What if?.... Two powerful words…The words “what if…” are an invitation to creativity, to create together…to dare to imagine something special.
Over the summer, our leadership teams and, over the last few weeks, our entire faculty and staff have been collaborating to imagine a school year ahead that we hope will be the best yet in our hundreds of years of serving students. Across our three campuses, we came together to begin this year as a community through cherished traditions and also through new experiences. Some of us have been affiliated with the school for decades. For others, it is their first year. However, none of us would be here today if it were not for two key individuals who asked themselves the question–What if? In 1742, a 16-year-old girl asked herself the question… what if… What if there were a school for girls here in Pennsylvania? A school for girls...in fact, the very first school for girls in the colonies! In 1929, a pioneering educator in Allentown asked herself the question, what if…what if I could create a school that “nurtured the collective joy of learning and individual spirit within each child?”
Countess Benigna Zinzendorf was that young girl who came here from Germany with her father, Count Nicholas von Zinzendorf. Count Zinzendorf, along with David Nitschmann and a small group of pioneers, helped launch the city of Bethlehem for Moravians in the hope of a new life, escaping religious persecution in Europe to imagine something new, something better. At 16, young Benigna had the confidence to design a school founded on Moravian principles of educating the heart and the brain… stressing kindness, strong values & character, and community along with key subjects of math, science, English, and more. And today, nearly 300 years later, what young Benigna created is part of a UNESCO World Heritage site.
D. Esther Swain was the woman who was approached by wives of Muhlenberg College professors who convinced her to begin a kindergarten that eventually grew to serve students through high school and then finally settled on the terminal grade being 8th grade as it is today. Focusing on the whole child, Mrs. Swain ensured students enjoyed experiences inside and outside the classroom, and her dream resulted in thousands of students, over the years, leading lives of purpose and impact.
Last year, to better capture the essence of our three-campus school, we asked parents, students, employees, and alumni which core values were most important to our school.
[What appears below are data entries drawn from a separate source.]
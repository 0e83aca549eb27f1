//! Photo gallery derived from a spot's photos.
//!
//! The hero image is the primary photo; every other photo belongs to the
//! gallery strip. Storage paths become URLs only when the gallery is
//! resolved against a [`SpotSource`].

use crate::{Photo, Spot, SpotSource};

/// Cover image of a spot.
#[derive(Debug, Clone, Copy, PartialEq, Eq)]
pub enum Hero<'a> {
    /// The spot's primary photo.
    Photo(&'a Photo),
    /// No primary photo; carries the spot name as alternative text.
    Placeholder(&'a str),
}

/// Hero image plus the remaining photos of one spot.
///
/// # Examples
/// ```
/// use chrono::{DateTime, Utc};
/// use geo::Coord;
/// use spotfinder_core::{Hero, Spot, SpotId};
///
/// let spot = Spot::new(SpotId::new("a"), "Bare Spot", Coord { x: 0.0, y: 0.0 }, DateTime::<Utc>::default());
/// let gallery = spot.gallery();
/// assert_eq!(gallery.hero, Hero::Placeholder("Bare Spot"));
/// assert!(gallery.photos.is_empty());
/// ```
#[derive(Debug, Clone, PartialEq, Eq)]
pub struct Gallery<'a> {
    /// Cover image.
    pub hero: Hero<'a>,
    /// Non-primary photos in stored order.
    pub photos: Vec<&'a Photo>,
}

/// A hero image after URL resolution.
#[derive(Debug, Clone, PartialEq, Eq)]
pub enum HeroImage {
    /// Public URL of the primary photo.
    Url(String),
    /// Placeholder with the spot name as alternative text.
    Placeholder(String),
}

/// A [`Gallery`] with every storage path turned into a public URL.
#[derive(Debug, Clone, PartialEq, Eq)]
pub struct ResolvedGallery {
    /// Cover image.
    pub hero: HeroImage,
    /// URLs of the non-primary photos; empty URLs are dropped.
    pub photo_urls: Vec<String>,
}

impl Spot {
    /// Split the spot's photos into hero and gallery strip.
    #[must_use]
    pub fn gallery(&self) -> Gallery<'_> {
        let hero = self
            .primary_photo()
            .map_or(Hero::Placeholder(self.name.as_str()), Hero::Photo);
        let photos = self.photos.iter().filter(|photo| !photo.is_primary).collect();
        Gallery { hero, photos }
    }
}

impl Gallery<'_> {
    /// Turn storage paths into URLs through `source`.
    ///
    /// A hero whose URL comes back empty falls back to the placeholder.
    #[must_use]
    pub fn resolve<S>(&self, source: &S, spot_name: &str) -> ResolvedGallery
    where
        S: SpotSource + ?Sized,
    {
        let hero = match self.hero {
            Hero::Photo(photo) => {
                let url = source.photo_url(&photo.storage_path);
                if url.is_empty() {
                    HeroImage::Placeholder(spot_name.to_owned())
                } else {
                    HeroImage::Url(url)
                }
            }
            Hero::Placeholder(name) => HeroImage::Placeholder(name.to_owned()),
        };
        let photo_urls = self
            .photos
            .iter()
            .map(|photo| source.photo_url(&photo.storage_path))
            .filter(|url| !url.is_empty())
            .collect();
        ResolvedGallery { hero, photo_urls }
    }
}
use chrono::{DateTime, Utc};
use serde::{Deserialize, Serialize};
use uuid::Uuid;

#[derive(Debug, Clone, Copy, Serialize, Deserialize, PartialEq, Eq, PartialOrd)]
pub enum InstanceStatus {
    Running,
    Stopped,
    Unknown,
}

#[derive(Debug, Clone, Serialize, Deserialize, PartialEq, PartialOrd)]
pub struct InstanceDescription {
    pub id: String,
    pub app_id: String,
    /// `None` for a local instance.
    pub proxy_id: Option<Uuid>,
    pub container_id: String,
    pub container_name: String,
    pub device_name: String,
    pub status: InstanceStatus,
    pub proxy_uri: Option<String>,
    pub sdk_node_id: Option<String>,
    pub ports: Vec<String>,
    pub created_at: DateTime<Utc>,
}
Our goal was to foster an even stronger community built on those values. “Community” was the number one choice of our teachers, staff, alumni, and parents. For students, “community” came in second after their first choice, “creativity.”
That’s how “community” became a core value of Moravian Academy. But what does a school look like and feel like that places “community” at the heart of everything we do? What if we always asked ourselves the question, “Am I prioritizing community?” when faced with a difficult decision? Am I prioritizing community when interacting with teachers, students, parents, or alumni? Am I prioritizing community when planning my day? Clearly, community is already a cherished value at Moravian, but what if we made a real commitment to lifting that value up as a lens and framework for the other core values, our programs, our development plans, and so on?
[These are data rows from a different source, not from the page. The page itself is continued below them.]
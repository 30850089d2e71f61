pub mod json_framed;
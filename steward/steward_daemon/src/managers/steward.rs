use std::collections::BTreeMap;

use async_trait::async_trait;
use chrono::{DateTime, Utc};
use serde::{Deserialize, Serialize};
use thiserror::Error;
use uuid::Uuid;

use super::credentials::CredentialStoreError;
use super::deployment::{
    AppDeployment, BatchDeploymentRequest, BatchDeploymentResult, DeploymentError,
    DeploymentRequest,
};
use super::instance::{AppInstance, InstanceError};
use super::manifest::{AppManifest, ManifestError};
use super::proxy::{ProxyError, ProxyHealth, ProxyOverview};
use super::runtime::{ContainerInfo, NetworkStats, RuntimeError};
use super::teardown::{RemovalPreview, TeardownError, TeardownReport};

#[derive(Debug, Error, Clone, PartialEq, PartialOrd, Serialize, Deserialize)]
pub enum StewardError {
    #[error(transparent)]
    Proxy(#[from] ProxyError),
    #[error(transparent)]
    Instance(#[from] InstanceError),
    #[error(transparent)]
    Manifest(#[from] ManifestError),
    #[error(transparent)]
    Deployment(#[from] DeploymentError),
    #[error(transparent)]
    Teardown(#[from] TeardownError),
    #[error(transparent)]
    Runtime(#[from] RuntimeError),
    #[error(transparent)]
    Credentials(#[from] CredentialStoreError),
}

/// Apps deployed behind a proxy right after it has been added.
#[derive(Debug, Clone, Default, PartialEq, Eq)]
pub enum AutoDeploy {
    #[default]
    Nothing,
    /// Every app with stored credentials.
    Configured,
    Selected(Vec<String>),
}

#[derive(Debug, Clone, PartialEq)]
pub struct ProxyAddition {
    pub overview: ProxyOverview,
    pub deployments: Vec<AppDeployment>,
}

#[derive(Debug, Clone, PartialEq, Eq)]
pub struct Activity {
    pub timestamp: DateTime<Utc>,
    pub message: String,
}

#[derive(Debug, Clone, PartialEq, Eq)]
pub struct InstanceTraffic {
    pub instance_id: String,
    pub container_name: String,
    pub stats: NetworkStats,
    pub started_at: Option<DateTime<Utc>>,
}

/// Lists are ordered newest first.
#[derive(Debug, Clone, Default, PartialEq)]
pub struct Dashboard {
    pub proxies_total: usize,
    pub proxies_healthy: usize,
    pub proxies_unhealthy: usize,
    pub proxies_unknown: usize,
    pub instances_total: usize,
    pub instances_running: usize,
    /// Instances whose container is not running, including missing ones.
    pub instances_stopped: usize,
    pub containers_total: usize,
    pub traffic: Vec<InstanceTraffic>,
    pub recent_instances: Vec<AppInstance>,
    pub recent_activity: Vec<Activity>,
}

#[async_trait]
pub trait Steward {
    async fn add_proxy(
        &self,
        uri: &str,
        auto_deploy: AutoDeploy,
    ) -> Result<ProxyAddition, StewardError>;
    fn list_proxies(&self) -> Vec<ProxyOverview>;
    async fn test_proxy(&self, id: &Uuid) -> Result<ProxyHealth, StewardError>;
    fn inspect_proxy_removal(&self, id: &Uuid) -> Result<RemovalPreview, StewardError>;
    async fn confirm_proxy_removal(&self, id: &Uuid) -> Result<TeardownReport, StewardError>;
    fn abort_proxy_removal(&self, id: &Uuid) -> Result<(), StewardError>;

    async fn deploy_app(&self, request: DeploymentRequest) -> Result<AppInstance, StewardError>;
    async fn deploy_app_with_proxies(
        &self,
        request: BatchDeploymentRequest,
    ) -> Result<BatchDeploymentResult, StewardError>;
    async fn deploy_apps_on_proxy(
        &self,
        proxy_id: &Uuid,
        app_ids: &[String],
    ) -> Result<Vec<AppDeployment>, StewardError>;
    fn list_instances(&self, app_id: Option<String>, proxy_id: Option<Uuid>) -> Vec<AppInstance>;
    async fn remove_instance(&self, id: &str) -> Result<(), StewardError>;
    /// Removes every instance of the app and its stored credentials.
    async fn remove_app(&self, app_id: &str) -> Result<Vec<String>, StewardError>;

    async fn list_containers(&self) -> Result<Vec<ContainerInfo>, StewardError>;
    async fn start_container(&self, name: &str) -> Result<(), StewardError>;
    async fn stop_container(&self, name: &str) -> Result<(), StewardError>;
    async fn restart_container(&self, name: &str) -> Result<(), StewardError>;
    /// `None` shows the default tail, `Some(0)` the whole log.
    async fn container_logs(&self, name: &str, tail: Option<usize>)
        -> Result<String, StewardError>;
    async fn container_env(&self, name: &str) -> Result<BTreeMap<String, String>, StewardError>;

    async fn configured_apps(&self) -> Result<Vec<String>, StewardError>;
    fn list_manifests(&self) -> Vec<(String, AppManifest)>;
    async fn dashboard(&self) -> Result<Dashboard, StewardError>;
    /// Aligns instance statuses with the runtime. Returns how many changed.
    async fn refresh_statuses(&self) -> Result<usize, StewardError>;
}
#[cfg(test)]
mod test {
    use std::sync::atomic::{AtomicBool, Ordering};
    use std::sync::Arc;

    use uuid::Uuid;

    use super::InstanceRegistry;
    use crate::managers::instance::{AppInstance, InstanceError, InstanceStatus};
    use crate::utils::test_utilities::create_example_instance;

    #[test]
    fn add_and_get() {
        let registry = InstanceRegistry::new();
        let instance = create_example_instance("earnapp", None);
        registry.add(instance.clone()).unwrap();
        assert_eq!(registry.get(&instance.id), Ok(instance.clone()));
        assert_eq!(registry.by_app("earnapp"), vec![instance.clone()]);
        assert_eq!(registry.all(), vec![instance]);
    }

    #[test]
    fn add_duplicate_id() {
        let registry = InstanceRegistry::new();
        let instance = create_example_instance("earnapp", Some(Uuid::new_v4()));
        registry.add(instance.clone()).unwrap();
        assert_eq!(
            registry.add(instance.clone()),
            Err(InstanceError::DuplicateId(instance.id))
        );
    }

    #[test]
    fn second_local_instance_is_rejected() {
        let registry = InstanceRegistry::new();
        registry
            .add(create_example_instance("earnapp", None))
            .unwrap();
        let mut second = create_example_instance("earnapp", None);
        second.id = String::from("earnapp_other_local_1");
        assert_eq!(
            registry.add(second),
            Err(InstanceError::LocalInstanceExists(String::from("earnapp")))
        );
        assert_eq!(registry.by_app("earnapp").len(), 1);
    }

    #[test]
    fn remove_updates_every_index() {
        let registry = InstanceRegistry::new();
        let proxy_id = Uuid::new_v4();
        let instance = create_example_instance("honeygain", Some(proxy_id));
        registry.add(instance.clone()).unwrap();

        assert_eq!(registry.remove(&instance.id), Ok(instance.clone()));
        assert!(registry.by_app("honeygain").is_empty());
        assert!(registry.by_proxy(&proxy_id).is_empty());
        assert_eq!(
            registry.get(&instance.id),
            Err(InstanceError::NotFound(instance.id.clone()))
        );
        assert_eq!(
            registry.remove(&instance.id),
            Err(InstanceError::NotFound(instance.id))
        );
    }

    #[test]
    fn indexes_match_filtered_instances() {
        let registry = InstanceRegistry::new();
        let proxies = [Uuid::new_v4(), Uuid::new_v4()];
        let mut added = vec![];
        for app in ["earnapp", "honeygain", "repocket"] {
            registry.add(create_example_instance(app, None)).unwrap();
            for proxy_id in proxies {
                let instance = create_example_instance(app, Some(proxy_id));
                added.push(instance.id.clone());
                registry.add(instance).unwrap();
            }
        }
        registry.remove(&added[1]).unwrap();
        registry.remove(&added[4]).unwrap();
        registry
            .remove(&create_example_instance("repocket", None).id)
            .unwrap();

        let all = registry.all();
        for app in ["earnapp", "honeygain", "repocket"] {
            let mut expected: Vec<AppInstance> = all
                .iter()
                .filter(|instance| instance.app_id == app)
                .cloned()
                .collect();
            let mut indexed = registry.by_app(app);
            expected.sort_by(|l, r| l.id.cmp(&r.id));
            indexed.sort_by(|l, r| l.id.cmp(&r.id));
            assert_eq!(indexed, expected);
        }
        for proxy_id in proxies {
            let mut expected: Vec<AppInstance> = all
                .iter()
                .filter(|instance| instance.proxy_id == Some(proxy_id))
                .cloned()
                .collect();
            let mut indexed = registry.by_proxy(&proxy_id);
            expected.sort_by(|l, r| l.id.cmp(&r.id));
            indexed.sort_by(|l, r| l.id.cmp(&r.id));
            assert_eq!(indexed, expected);
        }
        assert_eq!(all.len(), 6);
    }

    #[test]
    fn find_by_scope() {
        let registry = InstanceRegistry::new();
        let proxy_id = Uuid::new_v4();
        let local = create_example_instance("earnapp", None);
        let proxied = create_example_instance("earnapp", Some(proxy_id));
        registry.add(local.clone()).unwrap();
        registry.add(proxied.clone()).unwrap();

        assert_eq!(registry.local_instance("earnapp"), Some(local));
        assert_eq!(registry.find("earnapp", Some(&proxy_id)), Some(proxied));
        assert_eq!(registry.find("earnapp", Some(&Uuid::new_v4())), None);
        assert_eq!(registry.local_instance("honeygain"), None);
    }

    #[test]
    fn update_fields() {
        let registry = InstanceRegistry::new();
        let instance = create_example_instance("earnapp", None);
        registry.add(instance.clone()).unwrap();

        registry
            .update_status(&instance.id, InstanceStatus::Stopped)
            .unwrap();
        registry
            .update_container_id(&instance.id, "feedbeef")
            .unwrap();

        let updated = registry.get(&instance.id).unwrap();
        assert_eq!(updated.status, InstanceStatus::Stopped);
        assert_eq!(updated.container_id, "feedbeef");
        assert_eq!(
            registry.update_status("missing", InstanceStatus::Running),
            Err(InstanceError::NotFound(String::from("missing")))
        );
    }

    #[test]
    fn reserved_host_ports() {
        let registry = InstanceRegistry::new();
        registry
            .add(create_example_instance("earnapp", None))
            .unwrap();
        assert!(registry.reserved_host_ports().contains(&8080));
    }

    #[test]
    fn reservation_blocks_second_local_deploy() {
        let registry = InstanceRegistry::new();
        let reservation = registry.reserve_local("earnapp").unwrap();
        assert!(matches!(
            registry.reserve_local("earnapp"),
            Err(InstanceError::LocalInstanceExists(_))
        ));
        assert_eq!(
            registry.add(create_example_instance("earnapp", None)),
            Err(InstanceError::LocalInstanceExists(String::from("earnapp")))
        );
        reservation
            .commit(create_example_instance("earnapp", None))
            .unwrap();
        assert!(registry.local_instance("earnapp").is_some());
        assert!(registry.reserve_local("earnapp").is_err());
    }

    #[test]
    fn dropped_reservation_releases_slot() {
        let registry = InstanceRegistry::new();
        {
            let _reservation = registry.reserve_local("earnapp").unwrap();
        }
        assert!(registry.reserve_local("earnapp").is_ok());
    }

    #[test]
    fn concurrent_reservations_grant_one_slot() {
        let registry = Arc::new(InstanceRegistry::new());
        let handles: Vec<_> = (0..8)
            .map(|_| {
                let registry = registry.clone();
                std::thread::spawn(move || {
                    registry
                        .reserve_local("earnapp")
                        .and_then(|reservation| {
                            reservation.commit(create_example_instance("earnapp", None))
                        })
                        .is_ok()
                })
            })
            .collect();
        let granted = handles
            .into_iter()
            .map(|handle| handle.join().unwrap())
            .filter(|granted| *granted)
            .count();
        assert_eq!(granted, 1);
        assert_eq!(registry.by_app("earnapp").len(), 1);
    }

    #[test]
    fn indexes_agree_under_concurrent_writers() {
        const WRITERS: usize = 4;
        const ROUNDS: usize = 200;
        let registry = Arc::new(InstanceRegistry::new());
        let scopes: Arc<Vec<(String, Uuid)>> = Arc::new(
            (0..WRITERS)
                .map(|index| (format!("app-{index}"), Uuid::new_v4()))
                .collect(),
        );
        let done = Arc::new(AtomicBool::new(false));

        let readers: Vec<_> = (0..WRITERS)
            .map(|_| {
                let (registry, scopes, done) = (registry.clone(), scopes.clone(), done.clone());
                std::thread::spawn(move || {
                    while !done.load(Ordering::Acquire) {
                        assert!(registry.all().len() <= WRITERS);
                        for (app_id, proxy_id) in scopes.iter() {
                            let by_proxy = registry.by_proxy(proxy_id);
                            assert!(by_proxy.len() <= 1);
                            assert!(by_proxy.iter().all(|instance| {
                                instance.proxy_id == Some(*proxy_id) && &instance.app_id == app_id
                            }));
                            let by_app = registry.by_app(app_id);
                            assert!(by_app.len() <= 1);
                            assert!(by_app
                                .iter()
                                .all(|instance| instance.proxy_id == Some(*proxy_id)));
                        }
                    }
                })
            })
            .collect();

        let writers: Vec<_> = (0..WRITERS)
            .map(|index| {
                let (registry, scopes) = (registry.clone(), scopes.clone());
                std::thread::spawn(move || {
                    let (app_id, proxy_id) = &scopes[index];
                    for round in 0..ROUNDS {
                        let mut instance = create_example_instance(app_id, Some(*proxy_id));
                        instance.id = format!("{app_id}-{round}");
                        registry.add(instance.clone()).unwrap();
                        assert_eq!(registry.by_app(app_id), vec![instance.clone()]);
                        assert_eq!(registry.by_proxy(proxy_id), vec![instance.clone()]);
                        assert_eq!(registry.remove(&instance.id), Ok(instance));
                        assert!(registry.by_app(app_id).is_empty());
                        assert!(registry.by_proxy(proxy_id).is_empty());
                    }
                })
            })
            .collect();

        for writer in writers {
            writer.join().unwrap();
        }
        done.store(true, Ordering::Release);
        for reader in readers {
            reader.join().unwrap();
        }
        assert!(registry.all().is_empty());
    }
}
What if…we acknowledged that it is up to each of us to do our part to lift up the value of community? What if we truly understood that the power lives inside each of us to make that a reality?
The dreams of our founding mothers, Countess Benigna and D. Esther Swain, live on with all of us, but their dreams will reach their full potential when we stay true to our anchors of love and understanding, of spreading peace, of staying curious, and of embracing creativity. It is up to us to embrace our role as Creators of Community. And that power of community is here at Moravian Academy.
Much has changed over time; however, with all that has evolved at our school, one of the things that is special is that we maintain the fundamentals of what makes Moravian, well, Moravian... a community full of wonderful traditions that strives to make students, families, alumni, teachers, and staff, feel like you belong to this special place while ensuring an excellent education.
So I will end where I began, leaving you to ponder your response to the question… What if?